Playlist of the month: my favourite Christmas songs

Now that I’m blogging regularly again, I’ve decided to start a new monthly feature where I post a playlist of 10 songs, all around a theme. Last month was guitar heavy indie rock, and this month, because it’s December, I’ve chosen Christmas music.

If you want to listen along, here’s the Spotify playlist.

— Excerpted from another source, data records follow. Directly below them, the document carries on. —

/// HTTP endpoint for sensor ingestion and risk queries
///
/// The sensor node posts readings here; the dashboard and external tools
/// read results back.
///
/// Endpoints:
/// - POST /sensor-data     - Score and persist a reading
/// - POST /calculate-risk  - Score a reading against a supplied window (stateless)
/// - GET  /latest          - Most recent result
/// - GET  /history?limit=N - Most recent N results, newest first
/// - GET  /health          - Service health check
///
/// Requests are served one at a time on the calling thread, which owns the
/// monitor and its store connection.

use serde_json::json;
use std::io::Read;
use tiny_http::Method;

use crate::config::MAX_HISTORY_LIMIT;
use crate::model::{ScoreRequest, SensorPayload};
use crate::monitor::{Monitor, MonitorError};
use crate::store::ResultStore;

/// Request bodies larger than this are truncated and will fail to parse.
const MAX_BODY_BYTES: u64 = 64 * 1024;

const ENDPOINTS: [&str; 5] = [
    "POST /sensor-data",
    "POST /calculate-risk",
    "GET /latest",
    "GET /history?limit=N",
    "GET /health",
];

#[derive(Debug, thiserror::Error)]
pub enum EndpointError {
    #[error("failed to start HTTP server on port {port}: {message}")]
    Bind { port: u16, message: String },
}

/// Status code and JSON body, independent of the HTTP library.
#[derive(Debug, Clone, PartialEq)]
pub struct ApiResponse {
    pub status: u16,
    pub body: serde_json::Value,
}

impl ApiResponse {
    fn new(status: u16, body: serde_json::Value) -> Self {
        Self { status, body }
    }
}

// ---------------------------------------------------------------------------
// Routing
// ---------------------------------------------------------------------------

/// Routes one request. Never panics on bad input; every failure becomes a
/// JSON error response.
pub fn handle_request<S: ResultStore>(
    monitor: &mut Monitor<S>,
    method: &Method,
    url: &str,
    body: &str,
    history_limit: usize,
) -> ApiResponse {
    let (path, query) = match url.split_once('?') {
        Some((path, query)) => (path, Some(query)),
        None => (url, None),
    };

    match (method, path) {
        (Method::Options, _) => ApiResponse::new(204, serde_json::Value::Null),
        (Method::Get, "/health") => handle_health(),
        (Method::Post, "/sensor-data") => handle_sensor_data(monitor, body),
        (Method::Post, "/calculate-risk") => handle_calculate(monitor, body),
        (Method::Get, "/latest") => handle_latest(monitor),
        (Method::Get, "/history") => handle_history(monitor, query, history_limit),
        (_, "/health" | "/sensor-data" | "/calculate-risk" | "/latest" | "/history") => ApiResponse::new(
            405,
            json!({ "error": "Method not allowed", "available_endpoints": ENDPOINTS }),
        ),
        _ => ApiResponse::new(
            404,
            json!({ "error": "Not found", "available_endpoints": ENDPOINTS }),
        ),
    }
}

/// Handle /health endpoint
fn handle_health() -> ApiResponse {
    ApiResponse::new(
        200,
        json!({
            "status": "ok",
            "service": env!("CARGO_PKG_NAME"),
            "version": env!("CARGO_PKG_VERSION")
        }),
    )
}

/// Handle POST /sensor-data
fn handle_sensor_data<S: ResultStore>(monitor: &mut Monitor<S>, body: &str) -> ApiResponse {
    let payload: SensorPayload = match serde_json::from_str(body) {
        Ok(payload) => payload,
        Err(e) => {
            tracing::warn!(error = %e, "Rejected malformed sensor payload");
            return ApiResponse::new(
                400,
                json!({ "status": "error", "message": format!("Invalid data format: {}", e) }),
            );
        }
    };

    match monitor.ingest(payload.into()) {
        Ok(stored) => ApiResponse::new(
            201,
            json!({
                "status": "success",
                "id": stored.id,
                "message": "Data received",
                "riskState": stored.result.risk_state,
                "riskScore": stored.result.risk_score
            }),
        ),
        Err(MonitorError::Scoring(e)) => ApiResponse::new(
            400,
            json!({ "status": "error", "message": e.to_string() }),
        ),
        Err(e @ MonitorError::Store(_)) => {
            tracing::error!(error = %e, "Failed to process sensor reading");
            ApiResponse::new(500, json!({ "status": "error", "message": e.to_string() }))
        }
    }
}

/// Handle POST /calculate-risk
fn handle_calculate<S: ResultStore>(monitor: &Monitor<S>, body: &str) -> ApiResponse {
    let request: ScoreRequest = match serde_json::from_str(body) {
        Ok(request) => request,
        Err(e) => {
            return ApiResponse::new(
                400,
                json!({ "success": false, "error": format!("Invalid request: {}", e) }),
            );
        }
    };

    match monitor.calculate(&request) {
        Ok(result) => ApiResponse::new(200, json!({ "success": true, "data": result })),
        Err(e) => ApiResponse::new(400, json!({ "success": false, "error": e.to_string() })),
    }
}

/// Handle GET /latest
fn handle_latest<S: ResultStore>(monitor: &mut Monitor<S>) -> ApiResponse {
    match monitor.latest() {
        Ok(Some(stored)) => ApiResponse::new(200, json!(stored)),
        Ok(None) => ApiResponse::new(200, json!({})),
        Err(e) => {
            tracing::error!(error = %e, "Failed to fetch latest result");
            ApiResponse::new(500, json!({ "error": e.to_string() }))
        }
    }
}

/// Handle GET /history
fn handle_history<S: ResultStore>(
    monitor: &mut Monitor<S>,
    query: Option<&str>,
    default_limit: usize,
) -> ApiResponse {
    let limit = match parse_limit(query, default_limit) {
        Ok(limit) => limit,
        Err(message) => return ApiResponse::new(400, json!({ "error": message })),
    };

    match monitor.history(limit) {
        Ok(results) => ApiResponse::new(200, json!(results)),
        Err(e) => {
            tracing::error!(error = %e, "Failed to fetch result history");
            ApiResponse::new(500, json!({ "error": e.to_string() }))
        }
    }
}

/// Reads `limit` from a query string, capped at `MAX_HISTORY_LIMIT`.
fn parse_limit(query: Option<&str>, default_limit: usize) -> Result<usize, String> {
    let raw = query
        .into_iter()
        .flat_map(|q| q.split('&'))
        .find_map(|pair| pair.strip_prefix("limit="));

    match raw {
        None => Ok(default_limit.min(MAX_HISTORY_LIMIT)),
        Some(value) => match value.parse::<usize>() {
            Ok(0) | Err(_) => Err(format!("limit must be a positive integer, got '{}'", value)),
            Ok(n) => Ok(n.min(MAX_HISTORY_LIMIT)),
        },
    }
}

// ---------------------------------------------------------------------------
// HTTP Server
// ---------------------------------------------------------------------------

/// Start HTTP endpoint server on the specified port. Blocks forever.
pub fn start_endpoint_server<S: ResultStore>(
    port: u16,
    monitor: &mut Monitor<S>,
    history_limit: usize,
) -> Result<(), EndpointError> {
    let server = tiny_http::Server::http(format!("0.0.0.0:{}", port))
        .map_err(|e| EndpointError::Bind { port, message: e.to_string() })?;

    tracing::info!(port, "HTTP endpoint listening");
    for endpoint in ENDPOINTS {
        tracing::info!("   {}", endpoint);
    }

    for mut request in server.incoming_requests() {
        let mut body = String::new();
        let response = match request.as_reader().take(MAX_BODY_BYTES).read_to_string(&mut body) {
            Ok(_) => {
                let method = request.method().clone();
                let url = request.url().to_string();
                handle_request(monitor, &method, &url, &body, history_limit)
            }
            Err(e) => ApiResponse::new(
                400,
                json!({ "status": "error", "message": format!("Unreadable request body: {}", e) }),
            ),
        };

        tracing::debug!(method = %request.method(), url = request.url(), status = response.status, "Request served");

        if let Err(e) = request.respond(create_response(&response)) {
            tracing::warn!(error = %e, "Failed to send response");
        }
    }

    Ok(())
}

/// Create HTTP response with JSON body
fn create_response(response: &ApiResponse) -> tiny_http::Response<std::io::Cursor<Vec<u8>>> {
    let bytes = if response.body.is_null() {
        Vec::new()
    } else {
        serde_json::to_vec_pretty(&response.body).unwrap_or_default()
    };

    let mut http = tiny_http::Response::from_data(bytes)
        .with_status_code(tiny_http::StatusCode::from(response.status));

    let headers: [(&[u8], &[u8]); 4] = [
        (b"Content-Type", b"application/json"),
        (b"Access-Control-Allow-Origin", b"*"),
        (b"Access-Control-Allow-Methods", b"GET, POST, OPTIONS"),
        (b"Access-Control-Allow-Headers", b"Content-Type"),
    ];
    for (name, value) in headers {
        if let Ok(header) = tiny_http::Header::from_bytes(name, value) {
            http.add_header(header);
        }
    }
    http
}

// ---------------------------------------------------------------------------
// Tests
// ---------------------------------------------------------------------------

  • ‘Underneath the Tree’ by Kelly Clarkson. Probably the best new-ish Christmas pop song that I’ve heard of late, although it’s still a decade old.
  • ‘Fairytale of New York’ by The Pogues and Kirsty MacColl. We’ll disregard the gay slur in the lyrics, but it’s a good song with humour. If you prefer, this cover by Grace Petrie is good too. Sadly we lost The Pogues frontman Shane MacGowan last month.
  • ‘I Wish It Could Be Christmas Every Day’ by Wizzard. Probably my favourite classic Christmas pop song, although Wizzard’s lead singer Roy Wood is a bit racist nowadays.
  • ‘Stay Another Day’ by East 17. Is this a Christmas song? The lyrics are not explicitly about Christmas, but it was a Christmas number one in 1994 in the UK and the addition of bells make it sufficiently Christmassy for me.
  • ‘Christmas Time (Don’t Let The Bells End)’ by The Darkness. There’s room for more than one glam rock band to have a Christmas song, and this mid-2000s song by The Darkness is a better ‘new’ song.
  • ‘Christmas Truce’ by Sabaton. Sabaton are a Scandinavian metal band who sing historically accurate songs about war. This one is about the Christmas Truce from the First World War.
  • ‘Last Christmas’ by Carly Rae Jepson. Whamhalla is over for 2023 – I got out after just 36 hours this year. But if you were playing, then covers didn’t count, and this is my favourite cover version.
  • ‘Jingle Bell Rock’ by Our Last Night. This metal cover band pops up regularly in my Release Radar playlist on Spotify, as they release new songs regularly. This is their interpretation of this Christmas classic.
  • ‘Merry Axe-Mas’ by Nine Inch Nails. More metal, but not a cover this time.
  • ‘Wonderful Christmastime’ by Pentatonix. Paul McCartney’s original has always been just a bit too eighties for me. I prefer this a cappella version.

I’ll be back with another playlist sometime in January.

1 thought on “Playlist of the month: my favourite Christmas songs”

  1. Stay Another Day is certainly a song I associate with Christmas. East 17 are not a group that made it across the pond so until today I’d not heard the song for something like 28 years. It’s amazing how hearing a song again from that long ago brings memories flooding back.